ICTs and internet-based education could also help address the shortage of teachers at government schools. There are about 1.4 million government schools in India, with over 227 million students enrolled (Brand India Equity Foundation 2018). For this vast population of students, there are only 7 million teachers. Besides, at any given time, according to a study based on unannounced visits to 3,700 schools, 25% of teachers are absent (Kremer et al 2004), varying from 14.6% in the state of Maharashtra to 41.9% in Jharkhand. Absent teachers are estimated to cost India $1.5 billion a year. ICTs can also help tighten the day-to-day functioning and management of schools and the education system.

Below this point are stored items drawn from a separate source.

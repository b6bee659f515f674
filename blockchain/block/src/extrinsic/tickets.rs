/*
    The tickets extrinsic is a sequence of proofs of valid tickets; a ticket
    implies an entry in the epochal contest which decides the validators
    privileged to author a block in each timeslot of the following epoch. The
    proof implies a ticket identifier, a high-entropy unbiasable 32-octet
    sequence used as the score in that contest.
*/

use std::collections::HashSet;
use std::sync::mpsc;
use std::thread;

use constants::Config;
use crypto::SignatureVerifier;
use jam_types::{BandersnatchPublic, EntropyPool, OpaqueHash, Safrole, Ticket, ValidatorKey};

/// Fold the block's tickets into the contest accumulator. Each proof is
/// Ring-VRF-verified against the active validator ring under the eta-2
/// context; invalid proofs and duplicate entry indices are silently dropped.
/// The accumulator is kept sorted by VRF output and bounded by the epoch
/// length.
pub fn process(
    tickets: &[Ticket],
    safrole: &mut Safrole,
    entropy: &EntropyPool,
    curr_validators: &[ValidatorKey],
    config: &Config,
    verifier: &dyn SignatureVerifier,
) {
    if tickets.is_empty() {
        return;
    }

    let ring: Vec<BandersnatchPublic> =
        curr_validators.iter().map(|v| v.bandersnatch).collect();
    let context = entropy.buf[2];

    // Proofs are independent; verify them concurrently and re-establish the
    // extrinsic order before touching state.
    let (tx, rx) = mpsc::channel();

    thread::scope(|s| {
        for (i, ticket) in tickets.iter().enumerate() {
            let tx = tx.clone();
            let ring = &ring;
            s.spawn(move || {
                let result = verifier.ring_vrf_verify(ring, &context, &ticket.proof);
                let _ = tx.send((i, result));
            });
        }
    });
    drop(tx);

    let mut verified: Vec<(usize, OpaqueHash)> = rx
        .into_iter()
        .filter_map(|(i, result)| result.map(|output| (i, output)))
        .collect();
    verified.sort_by_key(|(i, _)| *i);

    let mut entry_indices: HashSet<u32> = HashSet::new();
    for (i, output) in verified {
        let ticket = &tickets[i];
        if !entry_indices.insert(ticket.entry_index) {
            log::debug!("dropping duplicate ticket entry index {}", ticket.entry_index);
            continue;
        }
        safrole.ticket_accumulator.push(Ticket {
            entry_index: ticket.entry_index,
            proof: output.to_vec(),
        });
    }

    // Best (lowest) scores first; trim the overflow
    safrole.ticket_accumulator.sort_by(|a, b| a.proof.cmp(&b.proof));
    safrole.ticket_accumulator.truncate(config.epoch_length as usize);
}

#[cfg(test)]
mod tests {

    use super::*;
    use crypto::Verifier;
    use jam_types::{BandersnatchPublic, OpaqueHash};

    struct DenyAll;

    impl SignatureVerifier for DenyAll {
        fn ring_vrf_verify(
            &self,
            _ring: &[BandersnatchPublic],
            _context: &[u8],
            _proof: &[u8],
        ) -> Option<OpaqueHash> {
            None
        }

        fn vrf_verify(&self, _key: &BandersnatchPublic, _msg: &[u8], _sig: &[u8]) -> bool {
            false
        }
    }

    fn setup() -> (Safrole, EntropyPool, Vec<ValidatorKey>, Config) {
        (
            Safrole::default(),
            EntropyPool::default(),
            vec![ValidatorKey::default(); 3],
            Config::new(3, 12, 1),
        )
    }

    #[test]
    fn verified_ticket_enters_accumulator() {
        let (mut safrole, entropy, validators, config) = setup();
        let tickets = vec![Ticket { entry_index: 2, proof: vec![1, 2, 3] }];

        process(&tickets, &mut safrole, &entropy, &validators, &config, &Verifier);

        assert_eq!(safrole.ticket_accumulator.len(), 1);
        assert_eq!(safrole.ticket_accumulator[0].entry_index, 2);
        // Accumulated tickets carry the 32-octet VRF output, not the proof
        assert_eq!(safrole.ticket_accumulator[0].proof.len(), 32);
    }

    #[test]
    fn invalid_tickets_are_dropped_silently() {
        let (mut safrole, entropy, validators, config) = setup();
        let tickets = vec![Ticket { entry_index: 0, proof: vec![1] }];

        process(&tickets, &mut safrole, &entropy, &validators, &config, &DenyAll);

        assert!(safrole.ticket_accumulator.is_empty());
    }

    #[test]
    fn duplicate_entry_index_is_rejected() {
        let (mut safrole, entropy, validators, config) = setup();
        let tickets = vec![
            Ticket { entry_index: 1, proof: vec![1] },
            Ticket { entry_index: 1, proof: vec![2] },
        ];

        process(&tickets, &mut safrole, &entropy, &validators, &config, &Verifier);

        assert_eq!(safrole.ticket_accumulator.len(), 1);
    }

    #[test]
    fn accumulator_is_sorted_and_bounded() {
        let (mut safrole, entropy, validators, mut config) = setup();
        config.epoch_length = 2;

        let tickets: Vec<Ticket> = (0..4)
            .map(|i| Ticket { entry_index: i, proof: vec![i as u8 + 1; 8] })
            .collect();
        process(&tickets, &mut safrole, &entropy, &validators, &config, &Verifier);

        assert_eq!(safrole.ticket_accumulator.len(), 2);
        assert!(safrole.ticket_accumulator[0].proof <= safrole.ticket_accumulator[1].proof);
    }
}
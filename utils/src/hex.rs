// Helpers for the 0x-prefixed hex strings of the JSON conformance vectors.

pub fn decode_bytes(input: &str) -> Result<Vec<u8>, hex::FromHexError> {
    hex::decode(input.strip_prefix("0x").unwrap_or(input))
}

pub fn decode_array<const N: usize>(input: &str) -> Result<[u8; N], String> {
    let bytes = decode_bytes(input).map_err(|e| e.to_string())?;
    let mut out = [0u8; N];
    if bytes.len() > N {
        return Err(format!("expected at most {N} octets, got {}", bytes.len()));
    }
    out[..bytes.len()].copy_from_slice(&bytes);
    Ok(out)
}

pub fn encode(data: &[u8]) -> String {
    format!("0x{}", hex::encode(data))
}
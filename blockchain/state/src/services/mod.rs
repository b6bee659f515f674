// Service-account queries: preimage resolution as of a given timeslot and
// the storage-footprint accounting behind the minimum-balance rule.

use constants::node::{MIN_BALANCE, MIN_BALANCE_PER_ITEM, MIN_BALANCE_PER_OCTET};
use jam_types::{Balance, OpaqueHash, PreimageKey, ServiceAccount, TimeSlot};

/// Resolve a preimage as it was available at `slot`. The availability record
/// for the pair (hash, length) is scanned newest-first; the preimage resolves
/// if any recorded transition is at or before the requested slot.
pub fn historical_lookup(
    account: &ServiceAccount,
    slot: TimeSlot,
    hash: &OpaqueHash,
) -> Option<Vec<u8>> {
    let preimage = account.preimages.get(hash)?;
    let key = PreimageKey { hash: *hash, length: preimage.len() as u32 };
    let record = account.lookup.get(&key)?;

    for recorded in record.iter().rev() {
        if *recorded <= slot {
            return Some(preimage.clone());
        }
    }

    None
}

/// Number of items and octets of elective state held by the account.
pub fn account_footprint(account: &ServiceAccount) -> (u32, u64) {
    let items =
        (account.storage.len() + account.preimages.len() + account.lookup.len()) as u32;

    let mut octets = 0u64;
    for value in account.storage.values() {
        octets += value.len() as u64;
    }
    for value in account.preimages.values() {
        octets += value.len() as u64;
    }
    for record in account.lookup.values() {
        // key hash + length field + one slot per transition
        octets += 32 + 4 + record.len() as u64 * 4;
    }

    (items, octets)
}

/// The minimum balance the account must hold for its current footprint.
pub fn threshold_balance(account: &ServiceAccount) -> Balance {
    let (items, octets) = account_footprint(account);
    MIN_BALANCE + items as Balance * MIN_BALANCE_PER_ITEM + octets * MIN_BALANCE_PER_OCTET
}

#[cfg(test)]
mod tests {

    use super::*;
    use crypto::blake2b;

    fn account_with_preimage(blob: &[u8], slots: &[TimeSlot]) -> (ServiceAccount, OpaqueHash) {
        let hash = blake2b(blob);
        let mut account = ServiceAccount::default();
        account.preimages.insert(hash, blob.to_vec());
        account.lookup.insert(
            PreimageKey { hash, length: blob.len() as u32 },
            slots.to_vec(),
        );
        (account, hash)
    }

    #[test]
    fn lookup_honours_the_introduction_slot() {
        let (account, hash) = account_with_preimage(&[1, 2, 3], &[10]);

        assert_eq!(historical_lookup(&account, 9, &hash), None);
        assert_eq!(historical_lookup(&account, 10, &hash), Some(vec![1, 2, 3]));
        assert_eq!(historical_lookup(&account, 99, &hash), Some(vec![1, 2, 3]));
    }

    #[test]
    fn lookup_keys_on_the_preimage_length() {
        let (mut account, hash) = account_with_preimage(&[1, 2, 3], &[10]);
        // Record stored under a different length does not resolve
        let record = account.lookup.remove(&PreimageKey { hash, length: 3 }).unwrap();
        account.lookup.insert(PreimageKey { hash, length: 0 }, record);

        assert_eq!(historical_lookup(&account, 10, &hash), None);
    }

    #[test]
    fn lookup_scans_newest_first() {
        let (account, hash) = account_with_preimage(&[7u8; 4], &[5, 20]);
        assert_eq!(historical_lookup(&account, 6, &hash), Some(vec![7u8; 4]));
        assert_eq!(historical_lookup(&account, 4, &hash), None);
    }

    #[test]
    fn unknown_hash_misses() {
        let (account, _) = account_with_preimage(&[1], &[0]);
        assert_eq!(historical_lookup(&account, 10, &[0xEE; 32]), None);
    }

    #[test]
    fn threshold_tracks_the_footprint() {
        let empty = ServiceAccount::default();
        assert_eq!(threshold_balance(&empty), MIN_BALANCE);

        let (account, _) = account_with_preimage(&[1, 2, 3], &[10]);
        let (items, octets) = account_footprint(&account);
        assert_eq!(items, 2);
        assert_eq!(octets, 3 + 32 + 4 + 4);
        assert!(threshold_balance(&account) > MIN_BALANCE);
    }
}
use jam_types::{Judgement, ReadError, Vote, WorkReportHash};

use crate::jam_codec::{decode_seq, decode_sized_bytes, encode_seq, encode_sized_bytes};
use crate::{BytesReader, Decode, Encode};

impl Encode for Vote {
    fn encode_to(&self, into: &mut Vec<u8>) {
        self.valid.encode_to(into);
        self.index.encode_to(into);
        encode_sized_bytes(&self.signature, into);
    }
}

impl Decode for Vote {
    fn decode(reader: &mut BytesReader) -> Result<Self, ReadError> {
        Ok(Vote {
            valid: reader.read_byte()? == 1,
            index: u32::decode(reader)?,
            signature: decode_sized_bytes(reader)?,
        })
    }
}

impl Encode for Judgement {
    fn encode_to(&self, into: &mut Vec<u8>) {
        self.target.encode_to(into);
        encode_seq(&self.votes, into);
    }
}

impl Decode for Judgement {
    fn decode(reader: &mut BytesReader) -> Result<Self, ReadError> {
        Ok(Judgement {
            target: <WorkReportHash>::decode(reader)?,
            votes: decode_seq(reader)?,
        })
    }
}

Teachers’ attendance can be geo-tagged and time-stamped, and facilities and physical infrastructure in schools can be monitored via a crowd-sourced app or geo-tagged data collection software application. Teachers, students and visitors should also be able to geo-tag facilities such as toilets or water coolers in real-time to update information about their functionality. For instance, GIS@School has been implemented by the state government of Madhya Pradesh across all its 125,000 government schools. This crowd-sourced,
android-based mobile app allows students, teachers and government authorities to capture geo-tagged and time-stamped photographs and information about existing, non-functional and missing infrastructure or amenities—drinking water, separate toilets for boys and girls, clean kitchen for mid-day meals, and boundary walls, among others—to ensure school compliance with the provisions of the Right to Education Act of 2009.
Above all, in an information society, access and optimal utilisation of ICTs not only enables marginalised sections of society, including children, to access information online but also helps them access socioeconomic and cultural benefits, thereby potentially enabling them to break the circles of poverty that their parents and grandparents have been trapped in. This is a compelling reason to optimise utilisation of ICT.
How to optimise use of ICTs
Optimising ICTs in education means showing who is master, recognising what the technology can do and harnessing it to the needs of education, not merely following where it leads (UNESCO 2012: p 67). As Trucano (2005) rightly points out, “Introducing technology alone will not change the teaching and learning process. The existence of ICTs does not transform teacher practices in and of itself. However, ICTs can enable teachers to transform their teaching practices, given a set of enabling conditions. Teachers’ pedagogical practices and reasoning influence their use of ICT, and the nature of teacher ICT use impacts student achievement.” For an optimal utilisation of digital technology, computers and tablets need to be integrated more organically into the teaching curriculum, with digital tools and ICTs leveraged in such a way that they are not a supplementary subject, rather a complementary tool for all other subjects. Similarly, the internet in the classroom should not be seen as a distraction but as an enabling tool to learn all subjects with greater understanding.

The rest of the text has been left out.